WHAT IS REQUIRED
Exactly the lines from the top of the records below through the one containing "to load config" must be set down, with no line added or dropped.

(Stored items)

use std::path::Path;

use serde::{Deserialize, Serialize};
use tracing::{info, warn};

use crate::error::{QbankError, Result};

/// Top-level configuration for the qbank backend.
///
/// Loaded from `~/.qbank/config.toml` by default. Each section corresponds
/// to a subsystem.
#[derive(Debug, Clone, Default, Serialize, Deserialize)]
pub struct QbankConfig {
    #[serde(default)]
    pub general: GeneralConfig,
    #[serde(default)]
    pub server: ServerConfig,
    #[serde(default)]
    pub search: SearchConfig,
    #[serde(default)]
    pub export: ExportConfig,
}

impl QbankConfig {
    /// Load configuration from a TOML file.
    ///
    /// Returns an error if the file cannot be read or parsed.
    pub fn load(path: &Path) -> Result<Self> {
        let content = std::fs::read_to_string(path)?;
        let config: QbankConfig = toml::from_str(&content)?;
        info!("Configuration loaded from {}", path.display());
        Ok(config)
    }

    /// Load configuration from a TOML file, falling back to defaults if the
    /// file does not exist or cannot be parsed.
    pub fn load_or_default(path: &Path) -> Self {
        match Self::load(path) {
            Ok(config) => config,
            Err(e) => {
                warn!(
                    "Failed to load config from {}: {}. Using defaults.",
                    path.display(),
                    e
                );
                Self::default()
            }
        }
    }

    /// Save the current configuration to a TOML file.
    pub fn save(&self, path: &Path) -> Result<()> {
        if let Some(parent) = path.parent() {
            std::fs::create_dir_all(parent)?;
        }
        let content =
            toml::to_string_pretty(self).map_err(|e| QbankError::Config(e.to_string()))?;
        std::fs::write(path, content)?;
        info!("Configuration saved to {}", path.display());
        Ok(())
    }
}

/// General application settings.
#[derive(Debug, Clone, Serialize, Deserialize)]
#[serde(default)]
pub struct GeneralConfig {
    /// Data directory for the SQLite database and the similarity index.
    pub data_dir: String,
    /// Log level: trace, debug, info, warn, error.
    pub log_level: String,
}

impl Default for GeneralConfig {
    fn default() -> Self {
        Self {
            data_dir: "~/.qbank/data".to_string(),
            log_level: "info".to_string(),
        }
    }
}

/// HTTP server settings.
#[derive(Debug, Clone, Serialize, Deserialize)]
#[serde(default)]
pub struct ServerConfig {
    /// Port to bind on 127.0.0.1.
    pub port: u16,
}

impl Default for ServerConfig {
    fn default() -> Self {
        Self { port: 8000 }
    }
}

/// Similarity search and redundancy detection settings.
#[derive(Debug, Clone, Serialize, Deserialize)]
#[serde(default)]
pub struct SearchConfig {
    /// Embedding dimension. All vectors in one index share this length.
    pub embedding_dim: usize,
    /// Default number of results for search endpoints.
    pub default_limit: usize,
    /// Maximum number of results for search endpoints.
    pub max_limit: usize,
    /// Default distance threshold for the redundancy scan.
    pub redundancy_threshold: f64,
    /// Default neighbor count (n_results) for the redundancy scan.
    pub redundancy_neighbors: usize,
    /// Use the external ONNX embedding model when available. The
    /// deterministic fallback embedder is used otherwise, and whenever the
    /// external model fails.
    pub use_external_model: bool,
    /// Directory holding `model.onnx` and `tokenizer.json` for the external
    /// embedding model.
    pub model_dir: String,
}

impl Default for SearchConfig {
    fn default() -> Self {
        Self {
            embedding_dim: 384,
            default_limit: 10,
            max_limit: 100,
            redundancy_threshold: 0.8,
            redundancy_neighbors: 2,
            use_external_model: false,
            model_dir: String::new(),
        }
    }
}

/// Export settings.
#[derive(Debug, Clone, Serialize, Deserialize)]
#[serde(default)]
pub struct ExportConfig {
    /// Directory where exported files are written.
    pub output_dir: String,
}

impl Default for ExportConfig {
    fn default() -> Self {
        Self {
            output_dir: "./exports".to_string(),
        }
    }
}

TASK ANSWER
use std::path::Path;

use serde::{Deserialize, Serialize};
use tracing::{info, warn};

use crate::error::{QbankError, Result};

/// Top-level configuration for the qbank backend.
///
/// Loaded from `~/.qbank/config.toml` by default. Each section corresponds
/// to a subsystem.
#[derive(Debug, Clone, Default, Serialize, Deserialize)]
pub struct QbankConfig {
    #[serde(default)]
    pub general: GeneralConfig,
    #[serde(default)]
    pub server: ServerConfig,
    #[serde(default)]
    pub search: SearchConfig,
    #[serde(default)]
    pub export: ExportConfig,
}

impl QbankConfig {
    /// Load configuration from a TOML file.
    ///
    /// Returns an error if the file cannot be read or parsed.
    pub fn load(path: &Path) -> Result<Self> {
        let content = std::fs::read_to_string(path)?;
        let config: QbankConfig = toml::from_str(&content)?;
        info!("Configuration loaded from {}", path.display());
        Ok(config)
    }

    /// Load configuration from a TOML file, falling back to defaults if the
    /// file does not exist or cannot be parsed.
    pub fn load_or_default(path: &Path) -> Self {
        match Self::load(path) {
            Ok(config) => config,
            Err(e) => {
                warn!(
                    "Failed to load config from {}: {}. Using defaults.",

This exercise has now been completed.